Aleyana
»Und was hat er gesagt?«, fragte Sarah und biss in ihr Butterbrot.
Seit dem Gespräch mit David waren ein paar Stunden vergangen, und wir hatten endlich Pause. Die Nachmittagssonne schien durch das Küchenfenster und tauchte den Raum in ein warmes, goldenes Licht.
»Er hat zugestimmt«, sagte ich stolz und nippte an meiner Tasse Kaffee.
»Einfach so? Ich hätte gedacht, er würde sich nicht so leicht beeinflussen lassen...«, entgegnete Sarah mit einem misstrauischen Blick.
»Ich hab da meine Mittel...«, sagte ich schmunzelnd. Die Erinnerung an unser Gespräch ließ mich lächeln.
»Also echt, Aleyana, du überraschst mich immer wieder!« Sarah lachte und schüttelte ungläubig den Kopf. »Aber sag mal, auf was habt ihr euch denn jetzt geeinigt?« Sie sah mich neugierig an, während ich meine Tasse abstellte.
»Geeinigt?«, wiederholte ich, während ich in Gedanken versank.
»Ja, wofür habt ihr euch entschieden?«
»Verdammt, das habe ich ja ganz vergessen!« Ich hatte ihn zwar dazu überredet, einen Handel einzugehen, aber nicht festgelegt, was meine Anforderungen sind. Mann, bin ich blöd! In meinem Eifer, David zu überzeugen, hatte ich das Wichtigste vergessen.
»Also echt, Aleyana, du überraschst mich wortwörtlich immer wieder...« Jetzt seufzte Sarah und hielt sich mit ihrer flachen Hand an die Stirn.

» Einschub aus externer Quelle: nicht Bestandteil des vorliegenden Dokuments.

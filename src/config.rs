//! Repository configuration.
//!
//! A plain data contract mirroring the recognized configuration options:
//! nothing in this crate reads a file or an environment variable to
//! populate it. Callers (an HTTP server, a CLI, a test harness) build one
//! however they like and hand it to [`crate::api::ResourceApi::open`].

use std::path::PathBuf;

use serde::{Deserialize, Serialize};

use crate::compaction::CompactionStrategyType;
use crate::digest::DigestAlgo;
use crate::engine::EngineConfig;

/// Policy applied when a provided graph references an in-repo resource
/// (via `fcrepo:hasParent` or a membership/containment triple) that does
/// not exist.
#[derive(Debug, Clone, Copy, PartialEq, Eq, Serialize, Deserialize)]
pub enum ReferentialIntegrityPolicy {
    /// Reject the operation with `RepoError::RefIntViolation`.
    Strict,
    /// Log and silently prune the dangling triples.
    Lenient,
    /// Do not check.
    Off,
}

impl Default for ReferentialIntegrityPolicy {
    fn default() -> Self {
        ReferentialIntegrityPolicy::Strict
    }
}

/// Policy applied when a client-provided graph sets a server-managed
/// predicate or `rdf:type`.
#[derive(Debug, Clone, Copy, PartialEq, Eq, Serialize, Deserialize)]
pub enum ServerManagedHandling {
    /// Reject the operation with `RepoError::ServerManagedTerm`.
    Strict,
    /// Silently strip the offending triples.
    Lenient,
}

impl Default for ServerManagedHandling {
    fn default() -> Self {
        ServerManagedHandling::Strict
    }
}

/// Root configuration for an open repository.
#[derive(Debug, Clone, Serialize, Deserialize)]
pub struct RepoConfig {
    /// Root directory for all persisted state (quad store dbis, term
    /// dictionary, binary store pairtree, manifests).
    pub data_dir: PathBuf,

    /// Digest algorithm used for term-key hashing and binary fixity.
    #[serde(default)]
    pub digest_algo: DigestAlgo,

    /// Maximum number of concurrently open read transactions before the
    /// reader registry recycles its oldest slots.
    #[serde(default = "default_max_readers")]
    pub max_readers: usize,

    /// Worker/background-thread budget handed to each underlying storage
    /// engine for flush and compaction work.
    #[serde(default = "default_thread_pool_size")]
    pub thread_pool_size: usize,

    /// Memtable size (bytes) before an engine freezes it and begins a
    /// flush to SSTable.
    #[serde(default = "default_write_buffer_size")]
    pub write_buffer_size: usize,

    /// Compaction strategy applied to every sub-database.
    #[serde(default)]
    pub compaction_strategy: CompactionStrategyType,

    /// Whether `create_or_replace` on an existing resource auto-creates a
    /// version snapshot of its pre-image before applying the replace.
    #[serde(default)]
    pub auto_version: bool,

    /// Whether RDF Source ETags are computed via graph canonicalization
    /// (blank-node-free resources only; see design notes on the
    /// canonicalization open question).
    #[serde(default = "default_true")]
    pub canonical_etags: bool,

    /// How a dangling in-repo reference in a provided graph is handled.
    #[serde(default)]
    pub referential_integrity: ReferentialIntegrityPolicy,

    /// How a client-provided server-managed triple is handled.
    #[serde(default)]
    pub server_managed_handling: ServerManagedHandling,

    /// Root directory for the content-addressed binary store.
    pub binary_store_path: PathBuf,

    /// Number of leading hex characters from a digest used per pairtree
    /// branch level.
    #[serde(default = "default_pairtree_branch_length")]
    pub pairtree_branch_length: usize,

    /// Number of pairtree branch levels derived from a digest before the
    /// full-digest-named leaf file.
    #[serde(default = "default_pairtree_branches")]
    pub pairtree_branches: usize,

    /// Whether a server-minted UID (no `slug` given to `create`) is split
    /// into `pairtree_branch_length`/`pairtree_branches`-shaped path
    /// segments before its full generated id, the way a legacy Fedora 3
    /// pairtree grouped auto-assigned ids for filesystem-friendly
    /// browsing. Off by default: a flat UUID leaf needs no splitting to
    /// stay usable in this store's own layout.
    #[serde(default)]
    pub legacy_pairtree_split: bool,
}

fn default_max_readers() -> usize {
    128
}

fn default_thread_pool_size() -> usize {
    2
}

fn default_write_buffer_size() -> usize {
    4 * 1024 * 1024
}

fn default_true() -> bool {
    true
}

fn default_pairtree_branch_length() -> usize {
    2
}

fn default_pairtree_branches() -> usize {
    4
}

impl RepoConfig {
    /// A configuration suitable for tests: small buffers, one background
    /// thread, rooted at the given directory.
    pub fn testing(data_dir: impl Into<PathBuf>) -> Self {
        let data_dir = data_dir.into();
        let binary_store_path = data_dir.join("binaries");
        Self {
            data_dir,
            digest_algo: DigestAlgo::Sha1,
            max_readers: 8,
            thread_pool_size: 1,
            write_buffer_size: 4096,
            compaction_strategy: CompactionStrategyType::Stcs,
            auto_version: false,
            canonical_etags: true,
            referential_integrity: ReferentialIntegrityPolicy::Strict,
            server_managed_handling: ServerManagedHandling::Strict,
            binary_store_path,
            pairtree_branch_length: default_pairtree_branch_length(),
            pairtree_branches: default_pairtree_branches(),
            legacy_pairtree_split: false,
        }
    }

    /// Derives the [`EngineConfig`] shared by every sub-database.
    pub fn engine_config(&self) -> EngineConfig {
        EngineConfig {
            write_buffer_size: self.write_buffer_size,
            compaction_strategy: self.compaction_strategy,
            bucket_low: 0.5,
            bucket_high: 1.5,
            min_sstable_size: 50,
            min_threshold: 4,
            max_threshold: 32,
            tombstone_ratio_threshold: 0.3,
            tombstone_compaction_interval: 0,
            tombstone_bloom_fallback: true,
            tombstone_range_drop: true,
            thread_pool_size: self.thread_pool_size,
        }
    }
}
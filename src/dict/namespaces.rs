//! Namespace prefix registry, seeded with the core vocabulary set a fresh
//! repository needs before any resource is created.

use tracing::debug;

use crate::encoding::{decode_from_slice, encode_to_vec};
use crate::kv::{KvError, Txn};

use super::DBI_NAMESPACES;

/// `(prefix, namespace IRI)` pairs seeded into a fresh repository.
pub const CORE_NAMESPACES: &[(&str, &str)] = &[
    ("rdf", "http://www.w3.org/1999/02/22-rdf-syntax-ns#"),
    ("rdfs", "http://www.w3.org/2000/01/rdf-schema#"),
    ("xsd", "http://www.w3.org/2001/XMLSchema#"),
    ("ldp", "http://www.w3.org/ns/ldp#"),
    ("fcrepo", "http://fedora.info/definitions/v4/repository#"),
    ("fcsystem", "http://fedora.info/definitions/v4/system#"),
    ("premis", "http://www.loc.gov/premis/rdf/v1#"),
    ("ebucore", "http://www.ebu.ch/metadata/ontologies/ebucore/ebucore#"),
    ("dcterms", "http://purl.org/dc/terms/"),
    ("ore", "http://www.openarchives.org/ore/terms/"),
    ("iana", "http://www.iana.org/assignments/relation/"),
];

/// Inserts [`CORE_NAMESPACES`] into `dbi` if the prefix registry is
/// currently empty. Idempotent: safe to call on every [`crate::kv::Environment::open`].
pub fn seed(txn: &mut Txn<'_>) -> Result<(), KvError> {
    let existing = txn.scan(DBI_NAMESPACES, b"", &[0xff; 1])?.next();
    if existing.is_some() {
        return Ok(());
    }

    for (prefix, ns) in CORE_NAMESPACES {
        let key = encode_to_vec(&prefix.to_string()).expect("string encoding cannot fail");
        let value = encode_to_vec(&ns.to_string()).expect("string encoding cannot fail");
        txn.put(DBI_NAMESPACES, key, value)?;
    }
    debug!(count = CORE_NAMESPACES.len(), "seeded core namespace prefixes");
    Ok(())
}

/// Looks up the namespace IRI registered for `prefix`.
pub fn resolve(txn: &Txn<'_>, prefix: &str) -> Result<Option<String>, KvError> {
    let key = encode_to_vec(&prefix.to_string()).expect("string encoding cannot fail");
    match txn.get(DBI_NAMESPACES, &key)? {
        Some(bytes) => Ok(Some(
            decode_from_slice::<String>(&bytes)
                .expect("namespace value was written by this module")
                .0,
        )),
        None => Ok(None),
    }
}

/// Registers a new prefix ↦ namespace mapping (e.g. discovered from a
/// client-provided Turtle document's `@prefix` declarations).
pub fn register(txn: &mut Txn<'_>, prefix: &str, namespace: &str) -> Result<(), KvError> {
    let key = encode_to_vec(&prefix.to_string()).expect("string encoding cannot fail");
    let value = encode_to_vec(&namespace.to_string()).expect("string encoding cannot fail");
    txn.put(DBI_NAMESPACES, key, value)
}
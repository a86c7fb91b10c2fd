//! Transaction and changelog facade.
//!
//! `RepoTxn` wraps one [`kv::Txn`], stamping a single logical timestamp at
//! `begin` so that every triple written during the operation (`created`,
//! `lastModified`, version labels) shares one instant, and accumulating a
//! FIFO changelog drained by the caller after `commit`.

use thiserror::Error;
use time::OffsetDateTime;

use crate::kv::{Environment, KvError, Txn};

#[derive(Debug, Error)]
pub enum TxnError {
    #[error(transparent)]
    Kv(#[from] KvError),
}

/// What kind of mutation an operation performed, for the external
/// messaging collaborator to interpret.
#[derive(Debug, Clone, Copy, PartialEq, Eq)]
pub enum EventType {
    Created,
    Updated,
    Deleted,
    Resurrected,
    VersionCreated,
    VersionReverted,
}

/// One entry in the per-transaction changelog: the triples removed and
/// added by one logical operation, plus its provenance.
#[derive(Debug, Clone)]
pub struct ChangeEvent {
    pub event_type: EventType,
    pub uid: String,
    pub timestamp: OffsetDateTime,
    pub resource_types: Vec<String>,
    pub actor: Option<String>,
}

/// Wraps one read or write [`kv::Txn`], stamping it with a logical clock
/// reading and collecting the operations performed under it.
pub struct RepoTxn<'env> {
    inner: Txn<'env>,
    now: OffsetDateTime,
    changelog: Vec<ChangeEvent>,
}

impl<'env> RepoTxn<'env> {
    pub fn begin_write(env: &'env Environment, now: OffsetDateTime) -> Result<Self, TxnError> {
        Ok(Self {
            inner: env.begin_write()?,
            now,
            changelog: Vec::new(),
        })
    }

    pub fn begin_read(env: &'env Environment, now: OffsetDateTime) -> Result<Self, TxnError> {
        Ok(Self {
            inner: env.begin_read()?,
            now,
            changelog: Vec::new(),
        })
    }

    /// The instant stamped at `begin`, shared by every triple this
    /// transaction's operation writes.
    pub fn now(&self) -> OffsetDateTime {
        self.now
    }

    pub fn inner(&self) -> &Txn<'env> {
        &self.inner
    }

    pub fn inner_mut(&mut self) -> &mut Txn<'env> {
        &mut self.inner
    }

    pub fn record_event(&mut self, event: ChangeEvent) {
        self.changelog.push(event);
    }

    /// Commits the underlying store transaction and returns the drained
    /// changelog. Nothing is visible to other readers until this returns.
    pub fn commit(self) -> Result<Vec<ChangeEvent>, TxnError> {
        self.inner.commit()?;
        Ok(self.changelog)
    }

    /// Discards the underlying store transaction; none of its buffered
    /// writes ever reach the engine. The changelog is dropped with it.
    pub fn abort(self) {
        self.inner.abort();
    }
}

»Unglaublich«, fügte sie hinzu.»Hehe«, ich versuchte, meine Schusseligkeit etwas beiseitezuspielen, während ich sagte: »Ich werde mit ihm nochmal sprechen. Es ist doch schon mal gut, dass er überhaupt zugestimmt hat, oder etwa nicht?«
»Doch schon, aber was ist, wenn...« Sie kam näher und senkte ihre Stimme. »Er dann doch sagt, er könne es so nicht umsetzen.«
»Glaub mir, dazu wird es nicht kommen«, sagte ich zuversichtlich.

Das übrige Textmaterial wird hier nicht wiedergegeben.